The screenplay, from a first-time writer, is perfect material for Fuqua, who has needed a solid story ever since Training Day, but - as with that movie (which was arguably made great only because of Denzel Washington) - this is still distinctly familiar material. Although some of the characters are unusual (Gere's Eddie, as aforementioned, being the most noteworthy), the majority are terribly clichéd, having been done dozens of times before. And in often better movies: Donnie Brasco, Narc, The Departed (which was, in turn, a complete rip-off of the far superior Hong Kong thriller Infernal Affairs) and even the Director's own Training Day. That's just off the top of my head. Brooklyn's Finest may indeed be a collection of the finest stereotypes in the genre. It is basically a solid entry, polished, well performed but exceedingly familiar. And despite Fuqua's attempts to form his own multi-story style (the overlapping dialogue is well done and the Second Act climax where the three stories are interspliced is expertly handled) you are unlikely to get to the closing credits without thinking about a certain multi-character film called Crash.

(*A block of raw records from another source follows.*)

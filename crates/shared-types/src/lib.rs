// SPDX-FileCopyrightText: 2025 Semiotic Labs
//
// SPDX-License-Identifier: Apache-2.0

//! Shared types for the Shakespeare quote service
//!
//! This crate provides the response envelope and process identity types that
//! every endpoint of the service builds its responses from.

pub mod identity;
pub mod status;

pub use identity::ServiceIdentity;
pub use status::StatusEnvelope;
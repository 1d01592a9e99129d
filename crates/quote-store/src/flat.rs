// SPDX-FileCopyrightText: 2025 Semiotic Labs
//
// SPDX-License-Identifier: Apache-2.0

//! Flat collection of quote strings

use rand::Rng;
use tokio::sync::RwLock;
use tracing::debug;

use crate::{
    error::{StoreError, StoreResult},
    resolve_index, seed,
};

/// Ordered, growable list of quote strings
#[derive(Debug)]
pub struct QuoteStore {
    quotes: RwLock<Vec<String>>,
}

impl QuoteStore {
    /// Create a store from the given quotes
    ///
    /// # Errors
    ///
    /// Returns [`StoreError::Empty`] if `quotes` is empty.
    pub fn new(quotes: Vec<String>) -> StoreResult<Self> {
        if quotes.is_empty() {
            return Err(StoreError::Empty);
        }
        Ok(Self {
            quotes: RwLock::new(quotes),
        })
    }

    /// Create a store holding the built-in seed quotes
    pub fn seeded() -> Self {
        Self {
            quotes: RwLock::new(seed::quotes()),
        }
    }

    /// Number of quotes currently stored
    pub async fn len(&self) -> usize {
        self.quotes.read().await.len()
    }

    /// Whether the store holds no quotes
    pub async fn is_empty(&self) -> bool {
        self.quotes.read().await.is_empty()
    }

    /// Pick a uniformly random quote, returning its index and text
    pub async fn pick_random(&self) -> (usize, String) {
        let quotes = self.quotes.read().await;
        let index = rand::thread_rng().gen_range(0..quotes.len());
        (index, quotes[index].clone())
    }

    /// Pick a random quote using the supplied random source
    pub async fn pick_random_with<R: Rng + Send>(&self, rng: &mut R) -> (usize, String) {
        let quotes = self.quotes.read().await;
        let index = rng.gen_range(0..quotes.len());
        (index, quotes[index].clone())
    }

    /// Quote at `index`
    ///
    /// # Errors
    ///
    /// Returns [`StoreError::OutOfRange`] if `index` is negative or past the end.
    pub async fn get(&self, index: i64) -> StoreResult<String> {
        let quotes = self.quotes.read().await;
        let position = resolve_index(index, quotes.len())?;
        Ok(quotes[position].clone())
    }

    /// Replace the quote at `index`, returning the stored text
    ///
    /// # Errors
    ///
    /// Returns [`StoreError::OutOfRange`] if `index` is negative or past the end.
    pub async fn set(&self, index: i64, quote: String) -> StoreResult<String> {
        let mut quotes = self.quotes.write().await;
        let position = resolve_index(index, quotes.len())?;
        quotes[position].clone_from(&quote);
        debug!(index = position, "replaced quote");
        Ok(quote)
    }

    /// Append a quote, returning its new index and text
    pub async fn append(&self, quote: String) -> (usize, String) {
        let mut quotes = self.quotes.write().await;
        let index = quotes.len();
        quotes.push(quote.clone());
        debug!(index, "appended quote");
        (index, quote)
    }
}
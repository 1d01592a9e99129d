// SPDX-FileCopyrightText: 2025 Semiotic Labs
//
// SPDX-License-Identifier: Apache-2.0

//! HTTP request handlers module
//!
//! Business handlers for the Shakespeare endpoints. Each one builds a
//! [`StatusEnvelope`] from the server state and returns failures as
//! [`ServiceError`]s; the wrapper in [`crate::handler`] turns those into
//! responses.

use anyhow::anyhow;
use axum::http::Method;
use quote_store::AnnotatedEntry;
use shared_types::StatusEnvelope;
use tokio::time::sleep;
use tracing::{info, warn};

use crate::{
    error::{ServiceError, ServiceResult},
    extractors::QuoteBody,
    handler::HandlerRequest,
    metrics::record_quote_mutation,
    state::ServerState,
};

/// Message returned by the health check
pub const HEALTH_MESSAGE: &str = "shakespeare health check OK";

/// `GET /health`
pub async fn health(
    state: ServerState,
    _request: HandlerRequest,
) -> ServiceResult<StatusEnvelope> {
    Ok(StatusEnvelope::success(state.identity()).with("msg", HEALTH_MESSAGE))
}

/// `GET /`: a random quote from the flat store
pub async fn statement(
    state: ServerState,
    _request: HandlerRequest,
) -> ServiceResult<StatusEnvelope> {
    let (_, quote) = state.quotes().pick_random().await;
    Ok(StatusEnvelope::success(state.identity()).with("quote", quote))
}

/// `GET|PUT /quote/{id}`
///
/// The index is range checked before a PUT body is looked at.
pub async fn specific_quote(
    state: ServerState,
    request: HandlerRequest,
) -> ServiceResult<StatusEnvelope> {
    let index = request.index_param("id")?;
    let current = state.quotes().get(index).await?;

    let quote = if request.method() == Method::PUT {
        let QuoteBody { quote } = QuoteBody::extract(&request)?;
        let stored = state.quotes().set(index, quote).await?;
        record_quote_mutation("quotes", "replace");
        stored
    } else {
        current
    };

    Ok(StatusEnvelope::success(state.identity()).with("quote", quote))
}

/// `POST /quote`: append a quote to the flat store
pub async fn new_quote(
    state: ServerState,
    request: HandlerRequest,
) -> ServiceResult<StatusEnvelope> {
    let QuoteBody { quote } = QuoteBody::extract(&request)?;
    let (index, quote) = state.quotes().append(quote).await;
    record_quote_mutation("quotes", "append");
    info!(quoteid = index, "new quote added");

    Ok(StatusEnvelope::success(state.identity())
        .with("quote", quote)
        .with("quoteid", index))
}

/// `GET /shakespeare/`: a random annotated quote
pub async fn qd_statement(
    state: ServerState,
    _request: HandlerRequest,
) -> ServiceResult<StatusEnvelope> {
    let (index, entry) = state.shakespeare().pick_random().await;
    Ok(StatusEnvelope::success(state.identity())
        .with("idx", index)
        .with("quote", entry.quote()))
}

/// `GET|PUT /shakespeare/{idx}`
///
/// A PUT stores the body's `quote` string as the whole slot, dropping the
/// slot's play, verse, speaker and meter.
pub async fn specific_shakespeare(
    state: ServerState,
    request: HandlerRequest,
) -> ServiceResult<StatusEnvelope> {
    let index = request.index_param("idx")?;
    state.shakespeare().check_index(index).await?;

    let entry = if request.method() == Method::PUT {
        let QuoteBody { quote } = QuoteBody::extract(&request)?;
        let stored = state
            .shakespeare()
            .replace(index, AnnotatedEntry::Bare(quote))
            .await?;
        record_quote_mutation("shakespeare", "replace");
        stored
    } else {
        state.shakespeare().get(index).await?
    };

    Ok(StatusEnvelope::success(state.identity())
        .with("idx", index)
        .with("quote", entry.quote()))
}

/// `GET /shakespeare/{idx}/spaketh`
pub async fn shakespeare_spaketh(
    state: ServerState,
    request: HandlerRequest,
) -> ServiceResult<StatusEnvelope> {
    let index = request.index_param("idx")?;
    let speaker = state.shakespeare().speaker(index).await?;

    Ok(StatusEnvelope::success(state.identity())
        .with("idx", index)
        .with("quote", speaker.quote)
        .with("spaketh", speaker.spaketh))
}

/// `GET /shakespeare/{idx}/play`
pub async fn shakespeare_play(
    state: ServerState,
    request: HandlerRequest,
) -> ServiceResult<StatusEnvelope> {
    let index = request.index_param("idx")?;
    let play = state.shakespeare().play_and_verse(index).await?;

    Ok(StatusEnvelope::success(state.identity())
        .with("idx", index)
        .with("quote", play.quote)
        .with("play", play.play)
        .with("verse", play.verse))
}

/// `GET /shakespeare/{idx}/iambs`
pub async fn shakespeare_iambs(
    state: ServerState,
    request: HandlerRequest,
) -> ServiceResult<StatusEnvelope> {
    let index = request.index_param("idx")?;
    let meter = state.shakespeare().meter(index).await?;

    Ok(StatusEnvelope::success(state.identity())
        .with("idx", index)
        .with("quote", meter.quote)
        .with("iambs", meter.iambs))
}

/// `GET /crash`: terminate the process
///
/// Waits, asks for graceful termination, waits again and then forces the
/// process down. Only returns if forced termination did not end the process.
pub async fn crash(state: ServerState, request: HandlerRequest) -> ServiceResult<StatusEnvelope> {
    let crash = &state.config().crash;
    let terminate_delay = crash.terminate_delay_ms.value();
    let kill_delay = crash.kill_delay_ms.value();

    warn!(
        path = request.path(),
        ?terminate_delay,
        ?kill_delay,
        "crash requested, dying in {terminate_delay:?}"
    );
    sleep(terminate_delay).await;
    state.terminator().terminate();

    sleep(kill_delay).await;
    state.terminator().kill();

    Err(anyhow!("process survived forced termination").into())
}

/// Fallback for requests that match no route
pub async fn not_found(
    _state: ServerState,
    request: HandlerRequest,
) -> ServiceResult<StatusEnvelope> {
    Err(ServiceError::NotFound {
        method: request.method().clone(),
        path: request.path().to_string(),
    })
}

/// Fallback for known paths requested with an unsupported method
pub async fn method_not_allowed(
    _state: ServerState,
    request: HandlerRequest,
) -> ServiceResult<StatusEnvelope> {
    Err(ServiceError::MethodNotAllowed {
        method: request.method().clone(),
        path: request.path().to_string(),
    })
}
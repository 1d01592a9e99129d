// SPDX-FileCopyrightText: 2025 Semiotic Labs
//
// SPDX-License-Identifier: Apache-2.0

//! Built-in seed data for both quote collections

use crate::annotated::AnnotatedQuote;

/// Seed quotes for the flat collection
pub const QUOTES: [&str; 10] = [
    "There is nothing either good or bad but thinking makes it so.  Read more at: https://www.brainyquote.com/quotes/william_shakespeare_109527",
    "The course of true love never did run smooth.  Read more at: https://www.brainyquote.com/quotes/william_shakespeare_109526",
    "Some are born great, some achieve greatness, and some have greatness thrust upon them.  Read more at: https://www.brainyquote.com/quotes/william_shakespeare_101484",
    "What's in a name? That which we call a rose by any other name would smell as sweet.  Read more at: https://www.brainyquote.com/quotes/william_shakespeare_125207",
    "Good night, good night! Parting is such sweet sorrow, that I shall say good night till it be morrow.  Read more at: https://www.brainyquote.com/quotes/william_shakespeare_155061",
    "How far that little candle throws its beams! So shines a good deed in a naughty world.  Read more at: https://www.brainyquote.com/quotes/william_shakespeare_155088",
    "Better three hours too soon than a minute too late.  Read more at: https://www.brainyquote.com/quotes/william_shakespeare_139153",
    "There is no darkness but ignorance.  Read more at: https://www.brainyquote.com/quotes/william_shakespeare_138212",
    "All the world's a stage, and all the men and women merely players: they have their exits and their entrances; and one man in his time plays many parts, his acts being seven ages.  Read more at: https://www.brainyquote.com/quotes/william_shakespeare_166828",
    "Cowards die many times before their deaths; the valiant never taste of death but once.  Read more at: https://www.brainyquote.com/quotes/william_shakespeare_104447",
];

/// Seed rows for the annotated collection: quote, play, verse, speaker, iambs
///
/// Row 0 is a header row whose values are the field names. It is served like
/// any other record.
const ANNOTATED: [[&str; 5]; 10] = [
    ["quote", "play", "verse", "spaketh", "iambs"],
    [
        "To be, or not to be: that is the question",
        "Hamlet",
        "Act III, Scene I",
        "Prince Hamlet",
        "to BE - or NOT - to BE - that IS - the QUESTION",
    ],
    [
        "What's in a name? That which we call a rose by any other name would smell as sweet",
        "Romeo and Juliet",
        "Act II, Scene II",
        "Juliet",
        "what's IN - a NAME - that WHICH - we CALL - a ROSE - by ANY - other NAME - would SMELL - as SWEET",
    ],
    [
        "But, soft! What light through yonder window breaks?",
        "Romeo and Juliet",
        "Act II Scene II",
        "Romeo",
        "but SOFT - what LIGHT - through YON - der win - dow BREAKS?",
    ],
    [
        "O, Romeo, Romeo, where for art thou, Romeo",
        "Romeo and Juliet",
        "Act II Scene II",
        "Juliet",
        "O ROMeo - ROM eo - WHEREfore - ART thou - ROMeo",
    ],
    [
        "Friends, Romans, countrymen lend me your ears. I come to bury Caesar, not praise him!",
        "Julius Caesar",
        "Act III, Scene II",
        "Mark Antony",
        "FRIENDS - ROMANS - COUNTRYMEN - lend ME - your EARS - i COME - to BURY - caesar NOT - praise HIM",
    ],
    [
        "All the worlds a stage and all the men and women merely players",
        "As You Like It",
        "Act II, Scene VII",
        "Jacques",
        "all THE - worlds a STAGE - and ALL - the MEN - and WOMEN  - mere LY - play ERS",
    ],
    [
        "If music be the food of love, play on",
        "Twelfth Night",
        "Act I, Scene I",
        "Duke Orsino",
        "if MU - sic BE - the FOOD - of LOVE - play ON",
    ],
    [
        "Double, double, toil and trouble, fire burn and cauldron bubble",
        "Macbeth",
        "Act IV, Scene I",
        "Three Witches",
        "[Long Trochee] DOUble - DOUble - TOIL and - TROUble - FIre - BURN and - CAULdron - BUbble",
    ],
    [
        "Cry 'Havoc!', and let slip the dogs of war",
        "Julius Caesar",
        "Act III, Scene I",
        "Mark Antony",
        "cry HAV - oc AND - let SLIP - the DOGS - of WAR",
    ],
];

/// Owned copies of the flat seed quotes
pub fn quotes() -> Vec<String> {
    QUOTES.iter().map(ToString::to_string).collect()
}

/// Owned copies of the annotated seed records
pub fn annotated_quotes() -> Vec<AnnotatedQuote> {
    ANNOTATED
        .iter()
        .map(|[quote, play, verse, spaketh, iambs]| AnnotatedQuote {
            quote: (*quote).to_string(),
            play: (*play).to_string(),
            verse: (*verse).to_string(),
            spaketh: (*spaketh).to_string(),
            iambs: (*iambs).to_string(),
        })
        .collect()
}
// SPDX-FileCopyrightText: 2025 Semiotic Labs
//
// SPDX-License-Identifier: Apache-2.0

//! Integration tests for the quote endpoints

mod fixtures;

use axum::http::StatusCode;
use fixtures::{TestServer, json_body};
use serde_json::json;

#[tokio::test]
async fn random_statement() {
    let server = TestServer::start().await;

    let response = server.get("/").await;
    assert_eq!(response.status(), StatusCode::OK);

    let body = json_body(response).await;
    assert_eq!(body["ok"], json!(true));
    assert!(body["quote"].is_string());
    assert!(body.get("quoteid").is_none());
}

#[tokio::test]
async fn post_then_get_quote() {
    let server = TestServer::start().await;

    let response = server
        .client
        .post(server.url("/quote"))
        .json(&json!({ "quote": "X" }))
        .send()
        .await
        .expect("Failed to send request");
    assert_eq!(response.status(), StatusCode::OK);

    let body = json_body(response).await;
    assert_eq!(body["ok"], json!(true));
    assert_eq!(body["quote"], json!("X"));
    assert_eq!(body["quoteid"], json!(10));

    let body = json_body(server.get("/quote/10").await).await;
    assert_eq!(body["ok"], json!(true));
    assert_eq!(body["quote"], json!("X"));
}

#[tokio::test]
async fn put_replaces_quote() {
    let server = TestServer::start().await;

    let response = server
        .client
        .put(server.url("/quote/3"))
        .json(&json!({ "quote": "A rose by any other name" }))
        .send()
        .await
        .expect("Failed to send request");
    assert_eq!(response.status(), StatusCode::OK);
    assert_eq!(
        json_body(response).await["quote"],
        json!("A rose by any other name")
    );

    let body = json_body(server.get("/quote/3").await).await;
    assert_eq!(body["quote"], json!("A rose by any other name"));
}

#[tokio::test]
async fn put_without_quote_is_rejected() {
    let server = TestServer::start().await;

    let response = server
        .client
        .put(server.url("/quote/0"))
        .json(&json!({}))
        .send()
        .await
        .expect("Failed to send request");
    assert_eq!(response.status(), StatusCode::BAD_REQUEST);

    let body = json_body(response).await;
    assert_eq!(body["ok"], json!(false));
    assert_eq!(body["error"], json!("must supply 'quote' via JSON dictionary"));
    assert_eq!(body["status_code"], json!(400));
}

#[tokio::test]
async fn post_with_non_string_quote_is_rejected() {
    let server = TestServer::start().await;

    let response = server
        .client
        .post(server.url("/quote"))
        .json(&json!({ "quote": 42 }))
        .send()
        .await
        .expect("Failed to send request");
    assert_eq!(response.status(), StatusCode::BAD_REQUEST);

    let body = json_body(server.get("/quote/10").await).await;
    assert_eq!(body["error"], json!("no quote ID 10"));
}

#[tokio::test]
async fn non_numeric_id_is_rejected() {
    let server = TestServer::start().await;

    for path in ["/quote/abc", "/quote/%FF"] {
        let response = server.get(path).await;
        assert_eq!(response.status(), StatusCode::BAD_REQUEST, "{path}");

        let body = json_body(response).await;
        assert_eq!(body["ok"], json!(false));
        assert_eq!(body["error"], json!("quote IDs must be numbers"));
    }
}

#[tokio::test]
async fn out_of_range_ids_are_rejected() {
    let server = TestServer::start().await;

    for (path, message) in [
        ("/quote/10", "no quote ID 10"),
        ("/quote/-1", "no quote ID -1"),
        (
            "/quote/99999999999999999999",
            "no quote ID 99999999999999999999",
        ),
    ] {
        let response = server.get(path).await;
        assert_eq!(response.status(), StatusCode::BAD_REQUEST);
        assert_eq!(json_body(response).await["error"], json!(message));
    }

    let response = server
        .client
        .put(server.url("/quote/99"))
        .json(&json!({ "quote": "never stored" }))
        .send()
        .await
        .expect("Failed to send request");
    assert_eq!(response.status(), StatusCode::BAD_REQUEST);
    assert_eq!(json_body(response).await["error"], json!("no quote ID 99"));
}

Brooklyn's Finest may be good viewing, but it does not quite achieve greatness, treading already well-trodden ground with its every step: from the multi-angle story to the cops-on-the-edge characters to the violence in the hood topic to the predictable climax to even the damn score (which, as with many modern scores, has those familiar Bourne beats going on in the background). Still, despite the persistent feeling that you've seen it all before, and the fact that it is difficult to judge the movie independently of the standout entries in the genre, in its own right you have some quality viewing here. Tremendous performances, professional direction and a solid crime story prevail over the negative aspects and leave you with a decent police drama that deserves a place in the burgeoning genre. Worth watching for a quartet of powerful performances (including the surprisingly good Snipes in the group), the movie may be far from perfect (and the deleted scenes, examined more closely in the extras section, do hint at a potentially better cut with better dialogue overlaps) but it is still unquestionably worth your time. Brooklyn's Finest is a fine piece of work.